> [Material for this exercise]

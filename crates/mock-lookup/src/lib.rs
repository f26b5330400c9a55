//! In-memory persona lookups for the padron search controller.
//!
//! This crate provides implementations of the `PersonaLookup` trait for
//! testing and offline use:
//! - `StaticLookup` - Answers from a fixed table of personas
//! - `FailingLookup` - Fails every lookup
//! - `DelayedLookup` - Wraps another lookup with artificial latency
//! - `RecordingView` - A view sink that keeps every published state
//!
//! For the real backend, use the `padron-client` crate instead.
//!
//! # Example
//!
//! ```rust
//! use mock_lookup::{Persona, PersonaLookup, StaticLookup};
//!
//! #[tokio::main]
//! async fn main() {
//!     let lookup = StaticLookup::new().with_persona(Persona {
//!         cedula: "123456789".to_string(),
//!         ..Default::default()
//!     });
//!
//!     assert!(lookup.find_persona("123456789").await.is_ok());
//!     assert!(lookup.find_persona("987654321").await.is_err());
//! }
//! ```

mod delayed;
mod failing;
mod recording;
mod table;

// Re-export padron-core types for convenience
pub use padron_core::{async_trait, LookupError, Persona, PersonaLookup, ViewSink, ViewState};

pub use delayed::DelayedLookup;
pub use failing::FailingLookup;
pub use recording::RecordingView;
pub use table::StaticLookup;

> [Exercise aim] Every line above that holds the word "DelayedLookup" needs to be copied.

> [Result below]
//! - `DelayedLookup` - Wraps another lookup with artificial latency
pub use delayed::DelayedLookup;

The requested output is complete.